Politique




Centrafrique : l’Imam Oumar Kobine est mort

Le président du Conseil islamique supérieur de Centrafrique, est décédé samedi 28 novembre au soir, à Bangui, à l’âge de…

Le président du Conseil islamique supérieur de Centrafrique, est décédé samedi 28 novembre au soir, à Bangui, à l’âge de 62 ans.

L’Imam Oumar Kobine a été enterré, dimanche 29 novembre, au cimetière musulman de Boeing. Un rassemblement s’est par ailleurs tenu à la mosquée Al Atiq de PK5.

L’homme était une figure reconnue pour ses efforts de médiation entre les communautés au plus fort de la crise qui déchirait la Centrafrique en 2013.
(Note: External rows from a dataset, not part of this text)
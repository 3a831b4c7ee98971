//! Pooled TCP connections to one downstream address.
//!
//! A connection goes back to the pool only after a call marked it clean. On recycle,
//! connections that were abandoned mid-call or that the peer has closed in the meantime
//! are discarded, so a call never starts on a dead socket.

use deadpool::managed::{self, Manager, Metrics, RecycleError, RecycleResult};
use std::io::ErrorKind;
use std::ops::{Deref, DerefMut};
use std::time::Duration;
use tokio::io::BufStream;
use tokio::net::TcpStream;
use tokio::time::timeout;

use crate::config::ConnectionConfig;
use crate::errors::TransportError;

/// A buffered connection plus whether the last exchange on it completed.
#[derive(Debug)]
pub struct Conn {
    stream: BufStream<TcpStream>,
    clean: bool,
}

impl Conn {
    /// Marks the connection reusable. Calls are expected to invoke this once their
    /// request and response have been fully exchanged.
    pub fn mark_clean(&mut self) {
        self.clean = true;
    }

    /// Checks the socket without blocking: `Ok(())` if the peer has neither closed it
    /// nor sent anything unsolicited.
    fn check_idle(&self) -> Result<(), &'static str> {
        let mut buf = [0u8; 1];
        match self.stream.get_ref().try_read(&mut buf) {
            Ok(0) => Err("closed by peer"),
            Ok(_) => Err("unexpected data on idle connection"),
            Err(e) if e.kind() == ErrorKind::WouldBlock => Ok(()),
            Err(_) => Err("socket error"),
        }
    }
}

impl Deref for Conn {
    type Target = BufStream<TcpStream>;

    fn deref(&self) -> &Self::Target {
        &self.stream
    }
}

impl DerefMut for Conn {
    fn deref_mut(&mut self) -> &mut Self::Target {
        // Any use of the stream leaves it dirty until the call completes
        self.clean = false;
        &mut self.stream
    }
}

/// Opens and health-checks connections for one address.
#[derive(Debug)]
pub struct TcpManager {
    addr: String,
    connect_timeout: Duration,
}

impl TcpManager {
    pub fn new(addr: impl Into<String>, connect_timeout: Duration) -> Self {
        Self {
            addr: addr.into(),
            connect_timeout,
        }
    }
}

impl Manager for TcpManager {
    type Type = Conn;
    type Error = TransportError;

    async fn create(&self) -> Result<Conn, TransportError> {
        let stream = match timeout(self.connect_timeout, TcpStream::connect(&self.addr)).await {
            Ok(Ok(stream)) => stream,
            Ok(Err(source)) => return Err(io_error(&self.addr, source)),
            Err(_) => return Err(TransportError::Timeout(self.connect_timeout)),
        };
        if let Err(e) = stream.set_nodelay(true) {
            tracing::debug!(addr = %self.addr, error = %e, "failed to set TCP_NODELAY");
        }
        tracing::debug!(addr = %self.addr, "opened connection");
        Ok(Conn {
            stream: BufStream::new(stream),
            clean: true,
        })
    }

    async fn recycle(&self, conn: &mut Conn, _metrics: &Metrics) -> RecycleResult<TransportError> {
        if !conn.clean {
            return Err(RecycleError::Message("abandoned mid-call".into()));
        }
        conn.check_idle().map_err(|reason| {
            tracing::debug!(addr = %self.addr, reason, "discarding idle connection");
            RecycleError::Message(reason.into())
        })
    }
}

pub type Pooled = managed::Object<TcpManager>;

/// Connection pool for one address, holding at most `max_idle` connections.
#[derive(Clone, Debug)]
pub struct ConnPool {
    addr: String,
    pool: managed::Pool<TcpManager>,
}

impl ConnPool {
    pub fn new(addr: impl Into<String>, config: &ConnectionConfig) -> Result<Self, TransportError> {
        let addr = addr.into();
        let manager = TcpManager::new(addr.clone(), config.connect_timeout());
        let pool = managed::Pool::builder(manager)
            .max_size(config.max_idle.max(1))
            .build()
            .map_err(|e| TransportError::Pool {
                addr: addr.clone(),
                message: e.to_string(),
            })?;
        Ok(Self { addr, pool })
    }

    pub fn addr(&self) -> &str {
        &self.addr
    }

    /// Connections currently idle in the pool.
    pub fn idle_len(&self) -> usize {
        self.pool.status().available
    }

    /// Reuses a healthy idle connection or opens a new one. The connection returns to
    /// the pool when dropped.
    pub async fn get(&self) -> Result<Pooled, TransportError> {
        self.pool.get().await.map_err(|e| match e {
            managed::PoolError::Backend(e) => e,
            other => TransportError::Pool {
                addr: self.addr.clone(),
                message: other.to_string(),
            },
        })
    }

    pub fn io_error(&self, source: std::io::Error) -> TransportError {
        io_error(&self.addr, source)
    }
}

fn io_error(addr: &str, source: std::io::Error) -> TransportError {
    if source.kind() == ErrorKind::UnexpectedEof {
        return TransportError::Closed(addr.to_string());
    }
    TransportError::Io {
        addr: addr.to_string(),
        source,
    }
}

#[cfg(test)]
mod tests {
    use super::*;
    use crate::testutils::start_line_server;
    use tokio::io::AsyncWriteExt;
    use tokio::net::TcpListener;
    use tokio::time::sleep;

    fn pool(addr: std::net::SocketAddr, max_idle: usize) -> ConnPool {
        let config = ConnectionConfig {
            max_idle,
            ..Default::default()
        };
        ConnPool::new(addr.to_string(), &config).unwrap()
    }

    #[tokio::test]
    async fn test_clean_connection_is_reused() {
        let (addr, _lines) = start_line_server(|_| None).await;
        let pool = pool(addr, 8);

        let mut conn = pool.get().await.unwrap();
        conn.write_all(b"hello\n").await.unwrap();
        conn.flush().await.unwrap();
        conn.mark_clean();
        drop(conn);
        assert_eq!(pool.idle_len(), 1);

        let _conn = pool.get().await.unwrap();
        assert_eq!(pool.idle_len(), 0);
        assert_eq!(pool.pool.status().size, 1);
    }

    #[tokio::test]
    async fn test_dirty_connection_is_discarded() {
        let (addr, _lines) = start_line_server(|_| None).await;
        let pool = pool(addr, 8);

        let mut conn = pool.get().await.unwrap();
        conn.write_all(b"half a request").await.unwrap();
        drop(conn);

        // Recycling rejects it and a fresh connection is opened in its place
        let conn = pool.get().await.unwrap();
        assert!(conn.clean);
        assert_eq!(pool.pool.status().size, 1);
    }

    #[tokio::test]
    async fn test_connection_closed_by_peer_is_replaced() {
        let listener = TcpListener::bind("127.0.0.1:0").await.unwrap();
        let addr = listener.local_addr().unwrap();
        let (accepted_tx, mut accepted) = tokio::sync::mpsc::unbounded_channel();
        tokio::spawn(async move {
            // Close every connection right away
            while let Ok((stream, _)) = listener.accept().await {
                drop(stream);
                let _ = accepted_tx.send(());
            }
        });
        let pool = pool(addr, 8);

        let mut conn = pool.get().await.unwrap();
        conn.mark_clean();
        drop(conn);
        accepted.recv().await.unwrap();
        sleep(Duration::from_millis(50)).await;

        let _conn = pool.get().await.unwrap();
        accepted.recv().await.unwrap();
    }

    #[tokio::test]
    async fn test_connect_refused() {
        // Bind and drop to get a port nobody listens on
        let listener = TcpListener::bind("127.0.0.1:0").await.unwrap();
        let addr = listener.local_addr().unwrap();
        drop(listener);

        let err = pool(addr, 8).get().await.unwrap_err();
        assert!(matches!(err, TransportError::Io { .. }));
    }
}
Président du conseil supérieur islamique, l’imam Kobine Layama était le représentant de la communauté musulmane au sein de la Plateforme des confessions religieuses de Centrafrique (PCRC) dont il était un des fondateurs.
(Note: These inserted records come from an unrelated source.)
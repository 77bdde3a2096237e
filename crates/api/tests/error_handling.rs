//! Tests for `AppError` → HTTP response mapping.
//!
//! These tests verify that each `AppError` variant produces the correct
//! HTTP status code, error code, and message. They do NOT need an HTTP
//! server -- they call `IntoResponse` directly on `AppError` values.

use axum::response::IntoResponse;
use http_body_util::BodyExt;

use copydesk_api::error::AppError;
use copydesk_core::error::CoreError;

/// Helper: convert an `AppError` into its status code and parsed JSON body.
async fn error_to_response(err: AppError) -> (axum::http::StatusCode, serde_json::Value) {
    let response = err.into_response();
    let status = response.status();
    let bytes = response.into_body().collect().await.unwrap().to_bytes();
    let json: serde_json::Value = serde_json::from_slice(&bytes).unwrap();
    (status, json)
}

#[tokio::test]
async fn not_found_error_returns_404() {
    let err = AppError::Core(CoreError::NotFound {
        entity: "Article",
        id: 42,
    });

    let (status, json) = error_to_response(err).await;

    assert_eq!(status, axum::http::StatusCode::NOT_FOUND);
    assert_eq!(json["code"], "NOT_FOUND");
    assert_eq!(json["error"], "Article with id 42 not found");
}

#[tokio::test]
async fn validation_error_returns_400_with_every_field() {
    // The collect-all validator produces one message naming each field.
    let err = AppError::Core(CoreError::Validation(
        "title must not be empty; content must not be empty".into(),
    ));

    let (status, json) = error_to_response(err).await;

    assert_eq!(status, axum::http::StatusCode::BAD_REQUEST);
    assert_eq!(json["code"], "VALIDATION_ERROR");
    let msg = json["error"].as_str().unwrap();
    assert!(msg.contains("title"));
    assert!(msg.contains("content"));
}

#[tokio::test]
async fn unauthorized_error_returns_401() {
    let err = AppError::Core(CoreError::Unauthorized("no token provided".into()));

    let (status, json) = error_to_response(err).await;

    assert_eq!(status, axum::http::StatusCode::UNAUTHORIZED);
    assert_eq!(json["code"], "UNAUTHORIZED");
    assert_eq!(json["error"], "no token provided");
}

#[tokio::test]
async fn forbidden_error_returns_403() {
    let err = AppError::Core(CoreError::Forbidden("Editor role required".into()));

    let (status, json) = error_to_response(err).await;

    assert_eq!(status, axum::http::StatusCode::FORBIDDEN);
    assert_eq!(json["code"], "FORBIDDEN");
    assert_eq!(json["error"], "Editor role required");
}

#[tokio::test]
async fn conflict_error_returns_409() {
    let err = AppError::Core(CoreError::Conflict("duplicate username".into()));

    let (status, json) = error_to_response(err).await;

    assert_eq!(status, axum::http::StatusCode::CONFLICT);
    assert_eq!(json["code"], "CONFLICT");
    assert_eq!(json["error"], "duplicate username");
}

#[tokio::test]
async fn bad_request_error_returns_400() {
    let err = AppError::BadRequest("invalid field value".into());

    let (status, json) = error_to_response(err).await;

    assert_eq!(status, axum::http::StatusCode::BAD_REQUEST);
    assert_eq!(json["code"], "BAD_REQUEST");
    assert_eq!(json["error"], "invalid field value");
}

#[tokio::test]
async fn internal_error_returns_500_and_sanitizes_message() {
    let err = AppError::InternalError("secret database credentials leaked".into());

    let (status, json) = error_to_response(err).await;

    assert_eq!(status, axum::http::StatusCode::INTERNAL_SERVER_ERROR);
    assert_eq!(json["code"], "INTERNAL_ERROR");

    // The response body must NOT contain the original error details.
    let body_text = json.to_string();
    assert!(
        !body_text.contains("secret"),
        "Internal error response must not leak sensitive details"
    );
    assert_eq!(json["error"], "An internal error occurred");
}

#[tokio::test]
async fn row_not_found_maps_to_404() {
    let err = AppError::Database(sqlx::Error::RowNotFound);

    let (status, json) = error_to_response(err).await;

    assert_eq!(status, axum::http::StatusCode::NOT_FOUND);
    assert_eq!(json["code"], "NOT_FOUND");
}
//! Route definitions for the `/auth` resource.

use axum::routing::post;
use axum::Router;

use crate::handlers::auth;
use crate::state::AppState;

/// Routes mounted at `/auth`.
///
/// ```text
/// POST /register -> register
/// POST /login    -> login
/// ```
pub fn router() -> Router<AppState> {
    Router::new()
        .route("/register", post(auth::register))
        .route("/login", post(auth::login))
}
//! Article status machine constants and validation functions.
//!
//! Status values are stored as lowercase strings in the `articles.status`
//! column. The status changes only through the review operation; authoring
//! paths never carry a status field at all.

use crate::error::CoreError;

/// Default status for every new article, awaiting an editorial decision.
pub const STATUS_PENDING_REVIEW: &str = "pending_review";

/// Article was approved by an editor.
pub const STATUS_APPROVED: &str = "approved";

/// Article was rejected by an editor.
pub const STATUS_REJECTED: &str = "rejected";

/// All statuses an article can hold.
pub const VALID_STATUSES: &[&str] = &[STATUS_PENDING_REVIEW, STATUS_APPROVED, STATUS_REJECTED];

/// Statuses a review may transition a pending article to. `pending_review`
/// itself is not a valid review target.
pub const VALID_REVIEW_DECISIONS: &[&str] = &[STATUS_APPROVED, STATUS_REJECTED];

/// Maximum length for an article title.
pub const MAX_TITLE_LENGTH: usize = 255;

/// Window for the "recent articles" dashboard count, in days.
pub const RECENT_WINDOW_DAYS: i64 = 30;

/// Validate that a review decision is one of the accepted target statuses.
pub fn validate_review_decision(decision: &str) -> Result<(), CoreError> {
    if VALID_REVIEW_DECISIONS.contains(&decision) {
        Ok(())
    } else {
        Err(CoreError::Validation(format!(
            "Invalid review decision '{decision}'. Must be one of: {}",
            VALID_REVIEW_DECISIONS.join(", ")
        )))
    }
}

/// Validate authoring input for create and update.
///
/// Collects every failing field before returning, so a request with an
/// empty title and empty content reports both in a single error rather
/// than failing on the first.
pub fn validate_article_fields(title: &str, content: &str) -> Result<(), CoreError> {
    let mut problems: Vec<String> = Vec::new();

    if title.trim().is_empty() {
        problems.push("title must not be empty".to_string());
    } else if title.len() > MAX_TITLE_LENGTH {
        problems.push(format!(
            "title must be at most {MAX_TITLE_LENGTH} characters"
        ));
    }

    if content.trim().is_empty() {
        problems.push("content must not be empty".to_string());
    }

    if problems.is_empty() {
        Ok(())
    } else {
        Err(CoreError::Validation(problems.join("; ")))
    }
}
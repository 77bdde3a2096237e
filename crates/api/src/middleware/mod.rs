//! Request extractors implementing the authorization gate.

pub mod auth;
pub mod rbac;
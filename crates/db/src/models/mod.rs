//! Domain model structs and DTOs.
//!
//! Each submodule contains:
//! - A `FromRow` entity struct matching the database row
//! - A `Serialize` response struct safe for API output
//! - `Deserialize` create/update DTOs whose fields double as the
//!   per-operation allow-list of mutable columns

pub mod article;
pub mod dashboard;
pub mod writer;
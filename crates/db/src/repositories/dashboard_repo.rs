//! Aggregation queries backing the writer productivity dashboard.

use sqlx::PgPool;

use copydesk_core::types::Timestamp;

use crate::models::dashboard::WriterProductivity;

/// Read-only reporting queries over writers and articles.
pub struct DashboardRepo;

impl DashboardRepo {
    /// Per-writer article counts: lifetime total and count created since
    /// `since` (the 30-day window boundary, computed by the caller at
    /// evaluation time, never cached).
    ///
    /// Groups by display name. Writers with no articles still appear with
    /// zero counts via the LEFT JOIN.
    pub async fn writer_productivity(
        pool: &PgPool,
        since: Timestamp,
    ) -> Result<Vec<WriterProductivity>, sqlx::Error> {
        sqlx::query_as::<_, WriterProductivity>(
            "SELECT
                w.name,
                COUNT(a.id) AS total_articles,
                COUNT(a.id) FILTER (WHERE a.created_at >= $1) AS articles_last_30_days
             FROM writers w
             LEFT JOIN articles a ON a.written_by = w.id
             GROUP BY w.name
             ORDER BY w.name ASC",
        )
        .bind(since)
        .fetch_all(pool)
        .await
    }
}
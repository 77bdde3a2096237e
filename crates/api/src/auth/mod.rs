//! Password hashing and JWT access-token helpers.

pub mod jwt;
pub mod password;
//! Domain types shared by the Copydesk persistence and API crates.
//!
//! This crate stays dependency-light: shared ID/timestamp aliases, the
//! error taxonomy, role names, and the article status machine with its
//! validation helpers. Anything touching sqlx or axum lives upstream.

pub mod article;
pub mod error;
pub mod roles;
pub mod types;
La plateforme réunit les églises catholiques et protestantes ainsi que la communauté musulmane. Au fil des années elle était devenue la principale médiatrice des violences. Ce qui a valu à cette plateforme le prix des droits de l’homme de l’ONU en 2015.

« La fibre religieuse a été utilisée seulement pour des fins politiques, pour des pillages, pour s’accaparer les richesses du sous-sol. Ce n’est pas un conflit religieux! », avait déclaré l’imam à l’AFP en 2017.
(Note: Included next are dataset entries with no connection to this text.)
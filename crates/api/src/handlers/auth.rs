//! Handlers for the `/auth` resource (register, login).

use axum::extract::State;
use axum::http::StatusCode;
use axum::Json;
use serde::{Deserialize, Serialize};

use copydesk_core::error::CoreError;
use copydesk_core::roles::role_name;
use copydesk_db::models::writer::{CreateWriter, WriterResponse};
use copydesk_db::repositories::WriterRepo;

use crate::auth::jwt::generate_access_token;
use crate::auth::password::{hash_password, verify_password, MIN_PASSWORD_LENGTH};
use crate::error::{AppError, AppResult};
use crate::response::DataResponse;
use crate::state::AppState;

// ---------------------------------------------------------------------------
// Request / response types
// ---------------------------------------------------------------------------

/// Request body for `POST /auth/register`.
#[derive(Debug, Deserialize)]
pub struct RegisterRequest {
    pub username: String,
    pub email: String,
    /// Display name shown on the dashboard.
    pub name: String,
    pub password: String,
}

/// Request body for `POST /auth/login`.
#[derive(Debug, Deserialize)]
pub struct LoginRequest {
    pub username: String,
    pub password: String,
}

/// Successful authentication response.
#[derive(Debug, Serialize)]
pub struct AuthResponse {
    pub access_token: String,
    /// Access token lifetime in seconds.
    pub expires_in: i64,
    pub writer: WriterResponse,
}

// ---------------------------------------------------------------------------
// Handlers
// ---------------------------------------------------------------------------

/// POST /api/v1/auth/register
///
/// Create a writer account. New accounts always start without editor
/// capability; the flag is raised administratively.
pub async fn register(
    State(state): State<AppState>,
    Json(input): Json<RegisterRequest>,
) -> AppResult<(StatusCode, Json<DataResponse<WriterResponse>>)> {
    validate_registration(&input)?;

    let password_hash = hash_password(&input.password)
        .map_err(|e| AppError::InternalError(format!("Password hashing error: {e}")))?;

    let create = CreateWriter {
        username: input.username,
        email: input.email,
        name: input.name,
        password_hash,
    };

    // Duplicate username/email surfaces as a unique violation and maps
    // to 409 in the error layer.
    let writer = WriterRepo::create(&state.pool, &create).await?;

    tracing::info!(writer_id = writer.id, username = %writer.username, "Writer registered");

    Ok((
        StatusCode::CREATED,
        Json(DataResponse {
            data: writer.into(),
        }),
    ))
}

/// POST /api/v1/auth/login
///
/// Authenticate with username + password. Returns an access token whose
/// role claim reflects the account's editor capability at login time.
pub async fn login(
    State(state): State<AppState>,
    Json(input): Json<LoginRequest>,
) -> AppResult<Json<DataResponse<AuthResponse>>> {
    let writer = WriterRepo::find_by_username(&state.pool, &input.username)
        .await?
        .ok_or_else(|| {
            AppError::Core(CoreError::Unauthorized(
                "Invalid username or password".into(),
            ))
        })?;

    let password_valid = verify_password(&input.password, &writer.password_hash)
        .map_err(|e| AppError::InternalError(format!("Password verification error: {e}")))?;

    if !password_valid {
        return Err(AppError::Core(CoreError::Unauthorized(
            "Invalid username or password".into(),
        )));
    }

    let role = role_name(writer.is_editor);
    let access_token = generate_access_token(writer.id, &writer.name, role, &state.config.jwt)
        .map_err(|e| AppError::InternalError(format!("Token generation error: {e}")))?;

    let expires_in = state.config.jwt.access_token_expiry_mins * 60;

    tracing::info!(writer_id = writer.id, role = role, "Writer logged in");

    Ok(Json(DataResponse {
        data: AuthResponse {
            access_token,
            expires_in,
            writer: writer.into(),
        },
    }))
}

// ---------------------------------------------------------------------------
// Helpers
// ---------------------------------------------------------------------------

/// Validate registration input, collecting every failing field into one
/// error instead of failing on the first.
fn validate_registration(input: &RegisterRequest) -> Result<(), CoreError> {
    let mut problems: Vec<String> = Vec::new();

    if input.username.trim().is_empty() {
        problems.push("username must not be empty".to_string());
    }
    if input.email.trim().is_empty() {
        problems.push("email must not be empty".to_string());
    } else if !input.email.contains('@') {
        problems.push("email must be a valid address".to_string());
    }
    if input.name.trim().is_empty() {
        problems.push("name must not be empty".to_string());
    }
    if input.password.len() < MIN_PASSWORD_LENGTH {
        problems.push(format!(
            "password must be at least {MIN_PASSWORD_LENGTH} characters"
        ));
    }

    if problems.is_empty() {
        Ok(())
    } else {
        Err(CoreError::Validation(problems.join("; ")))
    }
}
Le feu l’imam était très respecté et écouté dans son pays pour son rôle dans la réconciliation.

Son décès intervient à quelques semaines des élections présidentielles et législatives, prévues le 27 décembre. La PCRC a milité activement pour des élections apaisées dans en Centrafrique, en organisant des formations à l’intention des leaders religieux des différentes communautés, pour prévenir notamment les messages de haine.

La Centrafrique s’achemine vers un retour définitif de la paix. Le pays n’a plus connu de violences communautaires d’ampleur, mais les groupes armés qui occupent une importante partie du territoire continuent de perpétrer des exactions contre les populations civiles.

Plusieurs personnalités civiles et religieuses ont salué la mémoire de l’illustre disparu considéré comme un « infatigable pèlerin de la paix ».